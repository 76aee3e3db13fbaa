//! # Remote Order Shapes
//!
//! Wire shapes exchanged with the remote order service, and the mapping from
//! a remote order back into an [`OrderAggregate`].
//!
//! ## Reconstruction
//! ```text
//! RemoteOrder.items (flat, tagged with guestNumber)
//!        │
//!        ├── quantity ≤ 0            → dropped
//!        ├── no / both references    → InvalidRemoteItem
//!        ├── quantity / price limits → InvalidRemoteItem
//!        ▼
//! grouped by guestNumber ──► GuestLedger #1..#n   (gaps become empty guests)
//!        │
//!        ▼
//! OrderAggregate { id: durable, discounts: none }
//! ```

use serde::{Deserialize, Serialize};
use ts_rs::TS;

use crate::error::{CoreError, CoreResult};
use crate::exclusion::ExclusionResolver;
use crate::guest::{check_line_bounds, GuestLedger, LineItem};
use crate::money::Money;
use crate::order::OrderAggregate;
use crate::types::{ItemRef, OrderId};
use crate::MAX_GUESTS;

fn default_guest_number() -> u32 {
    1
}

// =============================================================================
// Read Side
// =============================================================================

/// An order as returned by `GET /orders/{id}`.
#[derive(Debug, Clone, PartialEq, Eq, Serialize, Deserialize, TS)]
#[ts(export)]
#[serde(rename_all = "camelCase")]
pub struct RemoteOrder {
    pub id: String,
    #[serde(default)]
    pub table_number: Option<u32>,
    /// Explicit guest count; inferred from the items when absent.
    #[serde(default)]
    pub guest_count: Option<u32>,
    #[serde(default)]
    pub items: Vec<RemoteOrderItem>,
}

/// One flat order line.
#[derive(Debug, Clone, PartialEq, Eq, Serialize, Deserialize, TS)]
#[ts(export)]
#[serde(rename_all = "camelCase")]
pub struct RemoteOrderItem {
    pub id: String,
    #[serde(default)]
    pub product_id: Option<String>,
    #[serde(default)]
    pub tech_card_id: Option<String>,
    #[serde(default = "default_guest_number")]
    pub guest_number: u32,
    pub quantity: i64,
    pub price: Money,
}

impl RemoteOrderItem {
    /// The tagged reference; exactly one id must be present.
    pub fn item_ref(&self) -> CoreResult<ItemRef> {
        match (&self.product_id, &self.tech_card_id) {
            (Some(product), None) => Ok(ItemRef::product(product.clone())),
            (None, Some(card)) => Ok(ItemRef::tech_card(card.clone())),
            (None, None) => Err(self.invalid("no product or tech card reference")),
            (Some(_), Some(_)) => Err(self.invalid("both product and tech card references")),
        }
    }

    /// Quantity and price must fit the limits of a local line before the
    /// line total is computed.
    fn check_bounds(&self) -> CoreResult<()> {
        check_line_bounds(self.quantity, self.price).map_err(|reason| self.invalid(&reason))
    }

    /// Guest number 0 is how older orders mark "no guest"; it lands on guest 1.
    fn effective_guest_number(&self) -> u32 {
        self.guest_number.max(1)
    }

    fn invalid(&self, reason: &str) -> CoreError {
        CoreError::InvalidRemoteItem {
            item_id: self.id.clone(),
            reason: reason.to_string(),
        }
    }
}

impl RemoteOrder {
    /// Guest count: explicit when given, never fewer than the highest guest
    /// number on an item, at least 1.
    pub fn inferred_guest_count(&self) -> u32 {
        let highest = self
            .items
            .iter()
            .map(RemoteOrderItem::effective_guest_number)
            .max()
            .unwrap_or(1);
        self.guest_count.unwrap_or(highest).max(highest).max(1)
    }

    /// Rebuilds the aggregate under the remote (durable) id.
    ///
    /// Remote discounts are not part of the read shape, so every guest starts
    /// with none.
    pub fn into_aggregate(self, resolver: &ExclusionResolver) -> CoreResult<OrderAggregate> {
        let guest_count = self.inferred_guest_count();
        if guest_count > MAX_GUESTS {
            return Err(CoreError::TooManyGuests { max: MAX_GUESTS });
        }

        let mut groups: Vec<Vec<LineItem>> = vec![Vec::new(); guest_count as usize];
        for item in &self.items {
            if item.quantity <= 0 {
                continue;
            }
            let item_ref = item.item_ref()?;
            item.check_bounds()?;
            let slot = (item.effective_guest_number() - 1) as usize;
            groups[slot].push(LineItem::restore(item.id.clone(), item_ref, item.price, item.quantity));
        }

        let guests = groups
            .into_iter()
            .enumerate()
            .map(|(index, items)| GuestLedger::with_items(index as u32 + 1, items, resolver))
            .collect();

        OrderAggregate::from_guests(OrderId::durable(self.id), self.table_number, guests)
    }
}

// =============================================================================
// Write Side
// =============================================================================

/// One line of a draft-create request.
#[derive(Debug, Clone, PartialEq, Eq, Serialize, Deserialize, TS)]
#[ts(export)]
#[serde(rename_all = "camelCase")]
pub struct DraftItemPayload {
    #[serde(skip_serializing_if = "Option::is_none")]
    pub product_id: Option<String>,
    #[serde(skip_serializing_if = "Option::is_none")]
    pub tech_card_id: Option<String>,
    pub quantity: i64,
    pub guest_number: u32,
}

impl DraftItemPayload {
    pub fn from_line(item: &LineItem, guest_number: u32) -> Self {
        DraftItemPayload {
            product_id: item.item_ref.product_id().map(str::to_string),
            tech_card_id: item.item_ref.tech_card_id().map(str::to_string),
            quantity: item.quantity,
            guest_number,
        }
    }
}

/// Body of `POST /orders/draft`.
#[derive(Debug, Clone, PartialEq, Eq, Serialize, Deserialize, TS)]
#[ts(export)]
#[serde(rename_all = "camelCase")]
pub struct CreateDraftRequest {
    pub items: Vec<DraftItemPayload>,
    pub total_amount: Money,
    #[serde(skip_serializing_if = "Option::is_none")]
    pub table_number: Option<u32>,
    #[serde(skip_serializing_if = "Option::is_none")]
    pub guest_count: Option<u32>,
}

/// Response of `POST /orders/draft`.
#[derive(Debug, Clone, PartialEq, Eq, Serialize, Deserialize, TS)]
#[ts(export)]
pub struct CreateDraftResponse {
    pub id: String,
}

impl CreateDraftResponse {
    pub fn order_id(&self) -> OrderId {
        OrderId::durable(self.id.clone())
    }
}

// =============================================================================
// Unit Tests
// =============================================================================

#[cfg(test)]
mod tests {
    use super::*;

    fn remote_json() -> &'static str {
        r#"{
            "id": "1842",
            "tableNumber": 4,
            "items": [
                {"id": "a", "productId": "soup", "guestNumber": 1, "quantity": 2, "price": "100"},
                {"id": "b", "techCardId": "tc9", "guestNumber": 3, "quantity": 1, "price": 45.5},
                {"id": "c", "productId": "bread", "guestNumber": 3, "quantity": 0, "price": "5"}
            ]
        }"#
    }

    #[test]
    fn test_into_aggregate_groups_by_guest() {
        let remote: RemoteOrder = serde_json::from_str(remote_json()).unwrap();
        assert_eq!(remote.inferred_guest_count(), 3);

        let order = remote.into_aggregate(&ExclusionResolver::default()).unwrap();
        assert_eq!(order.order_id().as_str(), "1842");
        assert!(order.order_id().is_durable());
        assert_eq!(order.table_number(), Some(4));
        assert_eq!(order.guest_count(), 3);

        // Guest 2 is a gap, the zero-quantity bread is dropped
        assert!(!order.guest(2).unwrap().has_items());
        assert_eq!(order.guest(3).unwrap().item_count(), 1);
        assert_eq!(order.guest(1).unwrap().items()[0].id, "a");
        assert_eq!(order.total_amount(), Money::from_cents(24550));
        assert!(order.check_invariants().is_ok());
    }

    #[test]
    fn test_explicit_guest_count_wins_when_larger() {
        let remote = RemoteOrder {
            id: "9".to_string(),
            table_number: None,
            guest_count: Some(4),
            items: vec![],
        };
        assert_eq!(remote.inferred_guest_count(), 4);

        let order = remote.into_aggregate(&ExclusionResolver::default()).unwrap();
        assert_eq!(order.guest_count(), 4);
        assert!(!order.has_items());
    }

    #[test]
    fn test_item_with_both_references_is_rejected() {
        let remote = RemoteOrder {
            id: "9".to_string(),
            table_number: None,
            guest_count: None,
            items: vec![RemoteOrderItem {
                id: "x".to_string(),
                product_id: Some("p".to_string()),
                tech_card_id: Some("t".to_string()),
                guest_number: 1,
                quantity: 1,
                price: Money::from_major(1),
            }],
        };
        let err = remote.into_aggregate(&ExclusionResolver::default()).unwrap_err();
        assert!(matches!(err, CoreError::InvalidRemoteItem { .. }));
    }

    fn single_item_order(quantity: i64, price: &str) -> RemoteOrder {
        let raw = format!(
            r#"{{"id":"5","items":[{{"id":"x","productId":"p","quantity":{},"price":"{}"}}]}}"#,
            quantity, price
        );
        serde_json::from_str(&raw).unwrap()
    }

    #[test]
    fn test_oversized_item_is_rejected_without_overflow() {
        let remote = single_item_order(9_000_000_000_000_000_000, "100000000000");
        let err = remote.into_aggregate(&ExclusionResolver::default()).unwrap_err();
        assert!(matches!(err, CoreError::InvalidRemoteItem { ref item_id, .. } if item_id == "x"));

        let remote = single_item_order(crate::MAX_ITEM_QUANTITY + 1, "1");
        assert!(remote.into_aggregate(&ExclusionResolver::default()).is_err());

        let remote = single_item_order(1, "79228162514264337593543950335");
        assert!(remote.into_aggregate(&ExclusionResolver::default()).is_err());
    }

    #[test]
    fn test_negative_price_is_rejected() {
        let remote = single_item_order(5000, "-3");
        assert!(remote.into_aggregate(&ExclusionResolver::default()).is_err());

        let remote = single_item_order(5, "-3");
        let err = remote.into_aggregate(&ExclusionResolver::default()).unwrap_err();
        assert!(err.to_string().contains("negative unit price"));
    }

    #[test]
    fn test_draft_payload_wire_shape() {
        let item = LineItem::new(ItemRef::tech_card("tc1"), Money::from_major(3), 2);
        let payload = DraftItemPayload::from_line(&item, 2);
        let json = serde_json::to_value(&payload).unwrap();

        assert_eq!(json["techCardId"], "tc1");
        assert_eq!(json["guestNumber"], 2);
        assert!(json.get("productId").is_none());

        let response: CreateDraftResponse = serde_json::from_str(r#"{"id":"77"}"#).unwrap();
        assert!(response.order_id().is_durable());
    }
}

....................

» **What you have to do**
Up to and including the line with "use crate::money::Money;", please return the records exactly, beginning from their first line.

» **Answer below**
repository 76aee3e3db13fbaa
//! # Remote Order Shapes
//!
//! Wire shapes exchanged with the remote order service, and the mapping from
//! a remote order back into an [`OrderAggregate`].
//!
//! ## Reconstruction
//! ```text
//! RemoteOrder.items (flat, tagged with guestNumber)
//!        │
//!        ├── quantity ≤ 0            → dropped
//!        ├── no / both references    → InvalidRemoteItem
//!        ├── quantity / price limits → InvalidRemoteItem
//!        ▼
//! grouped by guestNumber ──► GuestLedger #1..#n   (gaps become empty guests)
//!        │
//!        ▼
//! OrderAggregate { id: durable, discounts: none }
//! ```

use serde::{Deserialize, Serialize};
use ts_rs::TS;

use crate::error::{CoreError, CoreResult};
use crate::exclusion::ExclusionResolver;
use crate::guest::{check_line_bounds, GuestLedger, LineItem};
use crate::money::Money;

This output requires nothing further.